What to do =
Only lines below containing the string "queued" should be counted; please give that count by itself.

Saved data entries
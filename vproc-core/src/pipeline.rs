//! # Event Pipeline - Serialized Task Queue
//!
//! One named worker thread executing submitted closures strictly in FIFO order.
//! Everything that touches the shared GPU context or session state runs here.
//!
//! ```text
//! submit() ──┐
//! submit() ──┼──► [ crossbeam channel ] ──► worker: task, task, task ...
//! flush()  ──┘                                        │
//!                                       terminate(): drain, then join
//! ```

use crossbeam_channel::{unbounded, Sender};
use parking_lot::Mutex;
use std::panic::{self, AssertUnwindSafe};
use std::sync::atomic::{AtomicBool, AtomicU64, Ordering};
use std::sync::Arc;
use std::thread::{self, JoinHandle, ThreadId};
use thiserror::Error;
use tracing::{debug, error, info};

#[derive(Debug, Clone, PartialEq, Eq, Error)]
pub enum PipelineError {
    #[error("Pipeline terminated: {0}")]
    Terminated(String),
    #[error("Pipeline worker spawn failed: {0}")]
    Spawn(String),
    #[error("Pipeline {0}: flush called from its own worker")]
    Reentrant(String),
}

type Task = Box<dyn FnOnce() + Send + 'static>;

#[derive(Debug, Default)]
struct Counters {
    executed: AtomicU64,
    panicked: AtomicU64,
}

pub struct EventPipeline {
    name: String,
    sender: Mutex<Option<Sender<Task>>>,
    worker: Mutex<Option<JoinHandle<()>>>,
    worker_id: ThreadId,
    terminated: AtomicBool,
    counters: Arc<Counters>,
}

impl EventPipeline {
    /// Spawn the worker thread under `name`
    pub fn new(name: impl Into<String>) -> Result<Self, PipelineError> {
        let name = name.into();
        let (tx, rx) = unbounded::<Task>();
        let counters = Arc::new(Counters::default());

        let worker_counters = Arc::clone(&counters);
        let worker_name = name.clone();
        let handle = thread::Builder::new()
            .name(name.clone())
            .spawn(move || {
                debug!(pipeline = %worker_name, "worker started");
                // Disconnect is only observed after every queued task was received
                while let Ok(task) = rx.recv() {
                    if let Err(payload) = panic::catch_unwind(AssertUnwindSafe(task)) {
                        worker_counters.panicked.fetch_add(1, Ordering::Relaxed);
                        error!(
                            pipeline = %worker_name,
                            "task panicked: {}",
                            panic_message(payload.as_ref())
                        );
                    }
                    worker_counters.executed.fetch_add(1, Ordering::Relaxed);
                }
                debug!(pipeline = %worker_name, "worker drained");
            })
            .map_err(|e| PipelineError::Spawn(e.to_string()))?;

        info!(pipeline = %name, "event pipeline created");

        Ok(Self {
            worker_id: handle.thread().id(),
            name,
            sender: Mutex::new(Some(tx)),
            worker: Mutex::new(Some(handle)),
            terminated: AtomicBool::new(false),
            counters,
        })
    }

    pub fn name(&self) -> &str {
        &self.name
    }

    /// Queue a task; returns immediately
    pub fn submit<F>(&self, task: F) -> Result<(), PipelineError>
    where
        F: FnOnce() + Send + 'static,
    {
        let guard = self.sender.lock();
        match guard.as_ref() {
            Some(tx) => tx
                .send(Box::new(task))
                .map_err(|_| PipelineError::Terminated(self.name.clone())),
            None => Err(PipelineError::Terminated(self.name.clone())),
        }
    }

    /// Block until every task submitted before this call has run
    pub fn flush(&self) -> Result<(), PipelineError> {
        if self.is_worker_thread() {
            return Err(PipelineError::Reentrant(self.name.clone()));
        }
        let (done_tx, done_rx) = crossbeam_channel::bounded::<()>(1);
        self.submit(move || {
            let _ = done_tx.send(());
        })?;
        done_rx
            .recv()
            .map_err(|_| PipelineError::Terminated(self.name.clone()))
    }

    /// Stop accepting tasks. Already queued tasks still run.
    ///
    /// From any thread but the worker this also waits for the queue to drain.
    pub fn terminate(&self) {
        let was_terminated = self.terminated.swap(true, Ordering::SeqCst);
        // Dropping the last sender lets the worker exit once the queue is empty
        drop(self.sender.lock().take());
        if !was_terminated {
            info!(pipeline = %self.name, "event pipeline terminating");
        }
        if self.is_worker_thread() {
            return;
        }
        let handle = self.worker.lock().take();
        if let Some(handle) = handle {
            if handle.join().is_err() {
                error!(pipeline = %self.name, "worker exited abnormally");
            }
        }
    }

    pub fn is_terminated(&self) -> bool {
        self.terminated.load(Ordering::SeqCst)
    }

    pub fn is_worker_thread(&self) -> bool {
        thread::current().id() == self.worker_id
    }

    /// Tasks run so far, panicked ones included
    pub fn executed_count(&self) -> u64 {
        self.counters.executed.load(Ordering::Relaxed)
    }

    pub fn panicked_count(&self) -> u64 {
        self.counters.panicked.load(Ordering::Relaxed)
    }
}

impl Drop for EventPipeline {
    fn drop(&mut self) {
        self.terminate();
    }
}

impl std::fmt::Debug for EventPipeline {
    fn fmt(&self, f: &mut std::fmt::Formatter<'_>) -> std::fmt::Result {
        f.debug_struct("EventPipeline")
            .field("name", &self.name)
            .field("terminated", &self.is_terminated())
            .field("executed", &self.executed_count())
            .finish()
    }
}

fn panic_message(payload: &(dyn std::any::Any + Send)) -> String {
    if let Some(s) = payload.downcast_ref::<&str>() {
        (*s).to_string()
    } else if let Some(s) = payload.downcast_ref::<String>() {
        s.clone()
    } else {
        "unknown panic".to_string()
    }
}
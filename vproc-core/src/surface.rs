//! # Rendering Surface
//!
//! The per-session GPU resource set: the shared rendering context, the input
//! texture decoders render into, and the frame buffer the filter reads from.
//! Exactly one surface exists per session and it is only touched from the
//! processor's event pipeline.

use std::any::Any;
use std::fmt;
use std::sync::atomic::{AtomicU64, Ordering};
use std::sync::Arc;
use thiserror::Error;

use crate::config::ProcessingContext;
use crate::media::{Rotation, Size};

#[derive(Debug, Clone, PartialEq, Eq, Error)]
pub enum SurfaceError {
    #[error("No GPU adapter available")]
    NoAdapter,
    #[error("GPU device error: {0}")]
    Device(String),
    #[error("Invalid surface size {0}")]
    InvalidSize(Size),
    #[error("Frame of {got} bytes, surface expects {expected}")]
    FrameSize { expected: usize, got: usize },
    #[error("Surface already released")]
    Released,
}

/// Opaque handle of a texture owned by a rendering surface
#[derive(Debug, Clone, Copy, PartialEq, Eq, Hash, Default)]
pub struct TextureId(pub u32);

impl fmt::Display for TextureId {
    fn fmt(&self, f: &mut fmt::Formatter<'_>) -> fmt::Result {
        write!(f, "tex#{}", self.0)
    }
}

// ============================================================================
// Shared GPU context
// ============================================================================

/// Cloneable handle to the backend's rendering context.
///
/// The concrete type is only known to the surface that created it and the
/// collaborators built for the same backend, which recover it with
/// [`GpuContext::downcast`].
#[derive(Clone)]
pub struct GpuContext {
    id: u64,
    inner: Arc<dyn Any + Send + Sync>,
}

impl GpuContext {
    pub fn new<T: Any + Send + Sync>(inner: Arc<T>) -> Self {
        static NEXT_ID: AtomicU64 = AtomicU64::new(1);
        Self {
            id: NEXT_ID.fetch_add(1, Ordering::Relaxed),
            inner,
        }
    }

    pub fn id(&self) -> u64 {
        self.id
    }

    pub fn downcast<T: Any + Send + Sync>(&self) -> Option<Arc<T>> {
        Arc::clone(&self.inner).downcast::<T>().ok()
    }

    pub fn same_as(&self, other: &GpuContext) -> bool {
        self.id == other.id
    }
}

impl fmt::Debug for GpuContext {
    fn fmt(&self, f: &mut fmt::Formatter<'_>) -> fmt::Result {
        f.debug_struct("GpuContext").field("id", &self.id).finish()
    }
}

// ============================================================================
// Orientation-dependent sampling
// ============================================================================

/// Texture coordinates of the full-screen quad, in strip order
/// bottom-left, bottom-right, top-left, top-right.
#[derive(Debug, Clone, Copy, PartialEq)]
pub struct TextureLocation {
    pub coords: [[f32; 2]; 4],
}

impl TextureLocation {
    const IDENTITY: [[f32; 2]; 4] = [[0.0, 0.0], [1.0, 0.0], [0.0, 1.0], [1.0, 1.0]];

    /// Sampling coordinates that undo the source rotation
    pub fn for_rotation(rotation: Rotation) -> Self {
        let turns = rotation.degrees() / 90;
        let mut coords = Self::IDENTITY;
        for _ in 0..turns {
            for c in coords.iter_mut() {
                *c = [c[1], 1.0 - c[0]];
            }
        }
        Self { coords }
    }

    pub fn for_context(ctx: &ProcessingContext) -> Self {
        Self::for_rotation(ctx.orientation)
    }

    pub fn flattened(&self) -> [f32; 8] {
        let mut out = [0.0; 8];
        for (i, c) in self.coords.iter().enumerate() {
            out[i * 2] = c[0];
            out[i * 2 + 1] = c[1];
        }
        out
    }
}

// ============================================================================
// Traits
// ============================================================================

pub trait RenderSurface: Send {
    /// Bind the rendering context to the calling thread
    fn make_current(&self) -> Result<(), SurfaceError>;

    fn context(&self) -> GpuContext;

    fn size(&self) -> Size;

    /// Texture the video decoder renders decoded frames into
    fn input_texture(&self) -> TextureId;

    fn frame_buffer(&self) -> TextureId;

    /// Color attachment of the frame buffer; the filter's input
    fn frame_buffer_texture(&self) -> TextureId;

    /// Upload one tightly packed 4-byte-per-pixel frame into the input texture
    fn write_input(&mut self, pixels: &[u8]) -> Result<(), SurfaceError>;

    /// Latch the newest decoded image into the frame buffer
    fn update_texture(&mut self) -> Result<(), SurfaceError>;

    /// Re-derive sampling coordinates from the session orientation
    fn update_location(&mut self, ctx: &ProcessingContext) -> Result<(), SurfaceError>;

    fn release(&mut self);
}

pub trait SurfaceFactory: Send + Sync {
    fn create(&self, size: Size) -> Result<Box<dyn RenderSurface>, SurfaceError>;
}
//! # Video Processor
//!
//! Orchestrates one transcode session: demux → decode → filter → encode → mux.
//!
//! ```text
//!  prepare()          save()                    prepared signal
//!     │                 │                             │
//!  ┌──▼─────────────────▼─────────────────────────────▼──┐
//!  │ EventPipeline (one worker, FIFO)                   │
//!  │  open input → surface → video decoder → filter     │
//!  │  muxer → encoder        start encoder/video/audio  │
//!  └────────────────────────────────────────────────────┘
//!          decoders ──channel──► SampleBridge ──► encoder / muxer
//! ```
//!
//! States: Idle → Preparing → Ready → Encoding → Releasing → Released.
//! The session and every handle it owns is only touched from the pipeline
//! worker; callers see a published [`ProcessorState`] snapshot.

use parking_lot::{Mutex, RwLock};
use serde::Serialize;
use std::path::{Path, PathBuf};
use std::sync::atomic::{AtomicBool, AtomicU64, Ordering};
use std::sync::{Arc, Weak};
use thiserror::Error;
use tracing::{debug, error, info, warn};

use crate::bridge::{BridgeStats, BridgeTargets, SampleBridge};
use crate::config::{ConfigError, ProcessingContext, ProcessorConfig};
use crate::decoder::{
    sample_channel, AudioDecoder, AudioDecoderParams, DecoderError, DecoderFactory, DecoderKind, VideoDecoder,
    VideoDecoderParams,
};
use crate::demuxer::{DefaultDemuxerFactory, DemuxError, Demuxer, DemuxerFactory};
use crate::encoder::{Encoder, EncoderConfig, EncoderError, EncoderFactory};
use crate::filter::{Filter, FilterError, FilterInfo, FilterSlot, NormalFilter};
use crate::media::{FormatError, Track};
use crate::muxer::{Muxer, MuxerError, MuxerFactory, MuxerListener};
use crate::pipeline::{EventPipeline, PipelineError};
use crate::render::{share_surface, FrameRenderer, SharedSurface};
use crate::surface::{RenderSurface, SurfaceError, SurfaceFactory};

// ============================================================================
// Errors
// ============================================================================

#[derive(Debug, Clone, Error)]
pub enum ProcessorError {
    #[error("Input not found: {0}")]
    InputNotFound(String),
    #[error("Operation not allowed while {0:?}")]
    InvalidState(ProcessorState),
    #[error("Processor not prepared")]
    NotPrepared,
    #[error("Already encoding")]
    AlreadyEncoding,
    #[error("No active filter")]
    NoActiveFilter,
    #[error("Processor released")]
    Released,
    #[error("Missing collaborator: {0}")]
    MissingCollaborator(&'static str),
    #[error("Muxer error {code}: {message}")]
    MuxerReported { code: i32, message: String },
    #[error("Config error: {0}")]
    Config(String),
    #[error(transparent)]
    Pipeline(#[from] PipelineError),
    #[error(transparent)]
    Demux(#[from] DemuxError),
    #[error(transparent)]
    Format(#[from] FormatError),
    #[error(transparent)]
    Decoder(#[from] DecoderError),
    #[error(transparent)]
    Encoder(#[from] EncoderError),
    #[error(transparent)]
    Muxer(#[from] MuxerError),
    #[error(transparent)]
    Filter(#[from] FilterError),
    #[error(transparent)]
    Surface(#[from] SurfaceError),
}

impl From<ConfigError> for ProcessorError {
    fn from(e: ConfigError) -> Self {
        ProcessorError::Config(e.to_string())
    }
}

// ============================================================================
// Public state & listener
// ============================================================================

#[derive(Debug, Clone, Copy, PartialEq, Eq, Hash, Serialize)]
pub enum ProcessorState {
    Idle,
    Preparing,
    Ready,
    Encoding,
    Releasing,
    Released,
}

/// Observer of state changes and reported errors.
///
/// Called from the pipeline worker for queued work and from the caller's
/// thread for rejected calls. Must not block.
pub trait ProcessorListener: Send + Sync {
    fn on_state_changed(&self, _from: ProcessorState, _to: ProcessorState) {}

    fn on_error(&self, error: &ProcessorError) {
        error!("Processor error: {}", error);
    }
}

/// Listener that only logs
#[derive(Debug, Default)]
pub struct LogListener;

impl ProcessorListener for LogListener {}

/// Tracks of the prepared input
#[derive(Debug, Clone, PartialEq, Eq, Serialize)]
pub struct SessionTracks {
    pub video: Track,
    pub audio: Option<Track>,
}

/// Completion callback of [`VideoProcessor::save`]
pub type SaveCallback = Box<dyn FnOnce(Result<(), ProcessorError>) + Send + 'static>;

// ============================================================================
// Session
// ============================================================================

/// Everything acquired by a successful prepare
struct Session {
    video_demuxer: Box<dyn Demuxer>,
    audio_demuxer: Option<Box<dyn Demuxer>>,
    video_track: Track,
    audio_track: Option<Track>,
    surface: SharedSurface,
    video_decoder: Box<dyn VideoDecoder>,
    audio_decoder: Option<Box<dyn AudioDecoder>>,
    muxer: Option<Arc<dyn Muxer>>,
}

enum SessionState {
    Idle,
    Ready(Box<Session>),
    Encoding {
        session: Box<Session>,
        encoder: Arc<dyn Encoder>,
        generation: u64,
    },
    Released,
}

impl SessionState {
    fn kind(&self) -> ProcessorState {
        match self {
            SessionState::Idle => ProcessorState::Idle,
            SessionState::Ready(_) => ProcessorState::Ready,
            SessionState::Encoding { .. } => ProcessorState::Encoding,
            SessionState::Released => ProcessorState::Released,
        }
    }
}

/// Demuxers and tracks of an opened input
struct OpenedInput {
    path: PathBuf,
    video_demuxer: Box<dyn Demuxer>,
    audio_demuxer: Option<Box<dyn Demuxer>>,
    video_track: Track,
    audio_track: Option<Track>,
}

impl OpenedInput {
    fn release(mut self) {
        if let Some(d) = self.audio_demuxer.as_mut() {
            d.release();
        }
        self.video_demuxer.release();
    }
}

/// Forwards muxer `(code, message)` reports to the processor listener
struct MuxerErrorForwarder {
    listener: Arc<dyn ProcessorListener>,
}

impl MuxerListener for MuxerErrorForwarder {
    fn on_error(&self, code: i32, message: &str) {
        warn!(code, "Muxer error: {}", message);
        self.listener.on_error(&ProcessorError::MuxerReported {
            code,
            message: message.to_string(),
        });
    }
}
//! # Filter Stage
//!
//! GPU-side per-frame transforms and the single active-filter slot.
//!
//! The slot's mutex is the filter lock: installing, reading and drawing all
//! go through it, so a reader only ever sees the previous filter or a fully
//! initialized new one.

use parking_lot::Mutex;
use serde::Serialize;
use thiserror::Error;
use tracing::{debug, info, warn};

use crate::media::Size;
use crate::surface::{GpuContext, RenderSurface, SurfaceError, TextureId};

#[derive(Debug, Clone, PartialEq, Eq, Error)]
pub enum FilterError {
    #[error("Filter {name} init failed: {reason}")]
    Init { name: String, reason: String },
    #[error("Filter {name} draw failed: {reason}")]
    Draw { name: String, reason: String },
    #[error("No active filter")]
    NoActiveFilter,
    #[error("Filter {0} used in state {1:?}")]
    InvalidState(String, FilterState),
    #[error(transparent)]
    Surface(#[from] SurfaceError),
}

/// Lifecycle: Uninitialized → Initialized → Rendering → Released
#[derive(Debug, Clone, Copy, PartialEq, Eq, Hash, Serialize)]
pub enum FilterState {
    Uninitialized,
    Initialized,
    Rendering,
    Released,
}

pub trait Filter: Send {
    fn name(&self) -> &str;

    fn state(&self) -> FilterState;

    /// Set target dimensions and input texture. Only valid before `init`.
    fn bind(&mut self, size: Size, input: TextureId);

    fn size(&self) -> Size;

    fn input_texture(&self) -> TextureId;

    /// Allocate GPU resources on the current context
    fn init(&mut self, ctx: &GpuContext) -> Result<(), FilterError>;

    /// Transform the current input frame
    fn draw(&mut self, pts_us: i64) -> Result<(), FilterError>;

    /// Texture holding the filtered frame; `None` until initialized
    fn output_texture(&self) -> Option<TextureId>;

    fn release(&mut self);
}

// ============================================================================
// Pass-through filter
// ============================================================================

/// Default filter: the output is the input texture, untouched.
#[derive(Debug)]
pub struct NormalFilter {
    size: Size,
    input: TextureId,
    state: FilterState,
    frames: u64,
}

impl NormalFilter {
    pub fn new() -> Self {
        Self {
            size: Size::default(),
            input: TextureId::default(),
            state: FilterState::Uninitialized,
            frames: 0,
        }
    }

    pub fn frames_drawn(&self) -> u64 {
        self.frames
    }
}

impl Default for NormalFilter {
    fn default() -> Self {
        Self::new()
    }
}

impl Filter for NormalFilter {
    fn name(&self) -> &str {
        "normal"
    }

    fn state(&self) -> FilterState {
        self.state
    }

    fn bind(&mut self, size: Size, input: TextureId) {
        self.size = size;
        self.input = input;
    }

    fn size(&self) -> Size {
        self.size
    }

    fn input_texture(&self) -> TextureId {
        self.input
    }

    fn init(&mut self, _ctx: &GpuContext) -> Result<(), FilterError> {
        match self.state {
            FilterState::Uninitialized => {
                self.state = FilterState::Initialized;
                Ok(())
            }
            other => Err(FilterError::InvalidState(self.name().to_string(), other)),
        }
    }

    fn draw(&mut self, _pts_us: i64) -> Result<(), FilterError> {
        match self.state {
            FilterState::Initialized | FilterState::Rendering => {
                self.state = FilterState::Rendering;
                self.frames += 1;
                Ok(())
            }
            other => Err(FilterError::InvalidState(self.name().to_string(), other)),
        }
    }

    fn output_texture(&self) -> Option<TextureId> {
        match self.state {
            FilterState::Initialized | FilterState::Rendering => Some(self.input),
            _ => None,
        }
    }

    fn release(&mut self) {
        self.state = FilterState::Released;
    }
}

// ============================================================================
// Active filter slot
// ============================================================================

/// Consistent snapshot of the active filter
#[derive(Debug, Clone, PartialEq, Eq, Serialize)]
pub struct FilterInfo {
    pub name: String,
    pub state: FilterState,
    pub size: Size,
    pub input_texture: u32,
    pub output_texture: Option<u32>,
}

impl FilterInfo {
    fn of(filter: &dyn Filter) -> Self {
        Self {
            name: filter.name().to_string(),
            state: filter.state(),
            size: filter.size(),
            input_texture: filter.input_texture().0,
            output_texture: filter.output_texture().map(|t| t.0),
        }
    }
}

#[derive(Default)]
pub struct FilterSlot {
    active: Mutex<Option<Box<dyn Filter>>>,
}

impl FilterSlot {
    pub fn new() -> Self {
        Self::default()
    }

    /// Swap in a new filter under the lock.
    ///
    /// Makes the surface's context current, releases the old filter, binds
    /// the new one to `size` and the surface's frame-buffer texture, then
    /// initializes it. A filter that fails to initialize is released and the
    /// slot is left empty.
    pub fn install(
        &self,
        mut filter: Box<dyn Filter>,
        surface: &dyn RenderSurface,
        size: Size,
    ) -> Result<FilterInfo, FilterError> {
        let mut active = self.active.lock();
        surface.make_current()?;

        if let Some(mut old) = active.take() {
            debug!(filter = old.name(), "releasing previous filter");
            old.release();
        }

        let input = surface.frame_buffer_texture();
        filter.bind(size, input);
        debug!(
            filter = filter.name(),
            width = size.width,
            height = size.height,
            texture = %input,
            "binding filter"
        );

        if let Err(e) = filter.init(&surface.context()) {
            warn!(filter = filter.name(), "filter init failed: {}", e);
            filter.release();
            return Err(e);
        }

        let info = FilterInfo::of(filter.as_ref());
        info!(filter = %info.name, "filter installed");
        *active = Some(filter);
        Ok(info)
    }

    pub fn info(&self) -> Option<FilterInfo> {
        self.active.lock().as_deref().map(|f| FilterInfo::of(f))
    }

    /// Run `f` against the live filter while holding the lock
    pub fn with_filter<R>(&self, f: impl FnOnce(&mut dyn Filter) -> R) -> Option<R> {
        let mut active = self.active.lock();
        let result = active.as_deref_mut().map(|filter| f(filter));
        result
    }

    pub fn output_texture(&self) -> Option<TextureId> {
        self.active.lock().as_ref().and_then(|f| f.output_texture())
    }

    pub fn is_empty(&self) -> bool {
        self.active.lock().is_none()
    }

    /// Render entry point for the video decoder, on the event pipeline
    pub fn draw(&self, pts_us: i64) -> Result<(), FilterError> {
        match self.active.lock().as_deref_mut() {
            Some(filter) => filter.draw(pts_us),
            None => Err(FilterError::NoActiveFilter),
        }
    }

    /// Release and drop the active filter
    pub fn clear(&self) {
        if let Some(mut filter) = self.active.lock().take() {
            filter.release();
            debug!(filter = filter.name(), "filter cleared");
        }
    }
}

impl std::fmt::Debug for FilterSlot {
    fn fmt(&self, f: &mut std::fmt::Formatter<'_>) -> std::fmt::Result {
        f.debug_struct("FilterSlot").field("active", &self.info()).finish()
    }
}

Exercise answer =
3